Floyd Norris of the New York Times offers this handy description of the crap that is clogging up Wall Street balance sheets:
First there were mortgages, taken out by homeowners. Then there were mortgage-backed securities. Those securities were sliced into tranches.
Some tranches got first call on the interest and principal payments from the mortgages. Each month, if money was left over, it went to the next level of tranches, and then to the next, and so on down.
If there were enough mortgage defaults, the lowest tranch would be wiped out. More losses would make the next tranch up worthless, and so on.
The next level of complexity is CDOs, or collateralized debt obligations. The CDOs own tranches of mortgage-backed securities.
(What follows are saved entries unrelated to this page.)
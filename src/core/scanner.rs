//! SIMD-accelerated XML scanning using memchr
//!
//! Operates over the current buffered window of a stream, so every
//! search may come up empty simply because the rest of the token has
//! not been read yet. Callers decide whether that means "read more" or
//! "unterminated".

use memchr::{memchr, memmem};

/// Scanner for XML delimiter detection
pub struct Scanner<'a> {
    input: &'a [u8],
    pos: usize,
}

impl<'a> Scanner<'a> {
    /// Create a new scanner for the given input
    #[inline]
    pub fn new(input: &'a [u8]) -> Self {
        Scanner { input, pos: 0 }
    }

    /// Get the current position
    #[inline]
    pub fn position(&self) -> usize {
        self.pos
    }

    /// Set the current position
    #[inline]
    pub fn set_position(&mut self, pos: usize) {
        self.pos = pos;
    }

    /// Check if we've reached the end of the window
    #[inline]
    pub fn is_eof(&self) -> bool {
        self.pos >= self.input.len()
    }

    /// Get remaining bytes
    #[inline]
    pub fn remaining(&self) -> &'a [u8] {
        &self.input[self.pos.min(self.input.len())..]
    }

    /// Get a slice from start to end positions
    #[inline]
    pub fn slice(&self, start: usize, end: usize) -> &'a [u8] {
        &self.input[start..end]
    }

    /// Peek at current byte without advancing
    #[inline]
    pub fn peek(&self) -> Option<u8> {
        self.input.get(self.pos).copied()
    }

    /// Advance by n bytes
    #[inline]
    pub fn advance(&mut self, n: usize) {
        self.pos += n;
    }

    /// Check if input starts with a byte sequence at current position
    #[inline]
    pub fn starts_with(&self, needle: &[u8]) -> bool {
        self.remaining().starts_with(needle)
    }

    /// True when the remaining window is a strict prefix of `needle`,
    /// i.e. more input could still make `starts_with(needle)` true
    #[inline]
    pub fn is_partial_prefix_of(&self, needle: &[u8]) -> bool {
        let rest = self.remaining();
        rest.len() < needle.len() && needle.starts_with(rest)
    }

    /// Find next '<' (tag start)
    #[inline]
    pub fn find_tag_start(&self) -> Option<usize> {
        memchr(b'<', self.remaining()).map(|i| self.pos + i)
    }

    /// Find next occurrence of a specific byte
    #[inline]
    pub fn find_byte(&self, byte: u8) -> Option<usize> {
        memchr(byte, self.remaining()).map(|i| self.pos + i)
    }

    /// Find the next occurrence of a multi-byte delimiter such as `-->`
    #[inline]
    pub fn find_seq(&self, needle: &[u8]) -> Option<usize> {
        memmem::find(self.remaining(), needle).map(|i| self.pos + i)
    }

    /// Find tag end while handling quotes properly
    /// Returns the position of '>' that is not inside quotes
    pub fn find_tag_end_quoted(&self) -> Option<usize> {
        let mut in_single_quote = false;
        let mut in_double_quote = false;

        for (i, &b) in self.remaining().iter().enumerate() {
            match b {
                b'"' if !in_single_quote => in_double_quote = !in_double_quote,
                b'\'' if !in_double_quote => in_single_quote = !in_single_quote,
                b'>' if !in_single_quote && !in_double_quote => return Some(self.pos + i),
                _ => {}
            }
        }
        None
    }

    /// Find the '>' closing a DOCTYPE, skipping quoted literals and the
    /// bracketed internal subset
    pub fn find_doctype_end(&self) -> Option<usize> {
        let mut depth = 0usize;
        let mut quote: Option<u8> = None;

        for (i, &b) in self.remaining().iter().enumerate() {
            match quote {
                Some(q) if b == q => quote = None,
                Some(_) => {}
                None => match b {
                    b'"' | b'\'' => quote = Some(b),
                    b'[' => depth += 1,
                    b']' => depth = depth.saturating_sub(1),
                    b'>' if depth == 0 => return Some(self.pos + i),
                    _ => {}
                },
            }
        }
        None
    }

    /// Read an XML name (starts with letter/underscore, continues with letters/digits/hyphens/underscores/periods)
    pub fn read_name(&mut self) -> Option<&'a [u8]> {
        let start = self.pos;
        let first = *self.input.get(start)?;
        if !is_name_start_char(first) {
            return None;
        }

        self.pos += 1;
        while self.pos < self.input.len() && is_name_char(self.input[self.pos]) {
            self.pos += 1;
        }

        Some(&self.input[start..self.pos])
    }
}

/// Check if byte is valid XML name start character
/// Allows ASCII letters, underscore, colon, and non-ASCII (UTF-8 Unicode)
#[inline]
pub fn is_name_start_char(b: u8) -> bool {
    matches!(b, b'A'..=b'Z' | b'a'..=b'z' | b'_' | b':') || b >= 0x80
}

/// Check if byte is valid XML name character
/// Allows ASCII alphanumeric, punctuation, and non-ASCII (UTF-8 Unicode)
#[inline]
pub fn is_name_char(b: u8) -> bool {
    matches!(b, b'A'..=b'Z' | b'a'..=b'z' | b'0'..=b'9' | b'_' | b'-' | b'.' | b':') || b >= 0x80
}

/// Check if byte is XML whitespace
#[inline]
pub fn is_whitespace(b: u8) -> bool {
    matches!(b, b' ' | b'\t' | b'\n' | b'\r')
}

#[cfg(test)]
mod tests {
    use super::*;

    #[test]
    fn test_find_tag_start() {
        let scanner = Scanner::new(b"hello <world>");
        assert_eq!(scanner.find_tag_start(), Some(6));
    }

    #[test]
    fn test_find_tag_end_quoted() {
        let scanner = Scanner::new(b"<a attr=\">test\">content");
        assert_eq!(scanner.find_tag_end_quoted(), Some(15));
    }

    #[test]
    fn test_find_tag_end_unterminated() {
        let scanner = Scanner::new(b"<a attr=\">te");
        assert_eq!(scanner.find_tag_end_quoted(), None);
    }

    #[test]
    fn test_find_doctype_end() {
        let scanner = Scanner::new(b"<!DOCTYPE a [<!ENTITY e \"x>y\">]> rest");
        assert_eq!(scanner.find_doctype_end(), Some(31));
    }

    #[test]
    fn test_partial_prefix() {
        let mut scanner = Scanner::new(b"<!-");
        scanner.advance(1);
        assert!(scanner.is_partial_prefix_of(b"!--"));
        assert!(!scanner.is_partial_prefix_of(b"![CDATA["));
    }

    #[test]
    fn test_read_name() {
        let mut scanner = Scanner::new(b"element-name>");
        assert_eq!(scanner.read_name(), Some(b"element-name" as &[u8]));
        assert_eq!(scanner.position(), 12);
    }
}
They issue their own tranches. So-called super-senior tranches – a term coined to indicate they were all but risk-free – rank near the top of a CDO.
I won’t get into synthetic CDOs, which are supposed to act like they own MBS tranches, but don’t. Nor will I get into CDO-squareds, which are CDOs that own tranches of other CDOs.
It is not clear if Merrill owned any of those.
The super-senior tranches were once rated AAA, and perhaps some of them still are. The theory was that even if the underlying mortgages were very risky, the top tranches were protected by the fact that the lower tranches would absorb the first losses.
Similarly, even CDOs that included some poor tranches of MBS would have safe tranches, since not all the dicey MBS tranches would go bad.
Glad we got that straight. The easy way to think about it is that CDOs that once sold for $1.00 are now worth about $0.05 (OK, $0.22, assuming the loans used to buy them are paid off).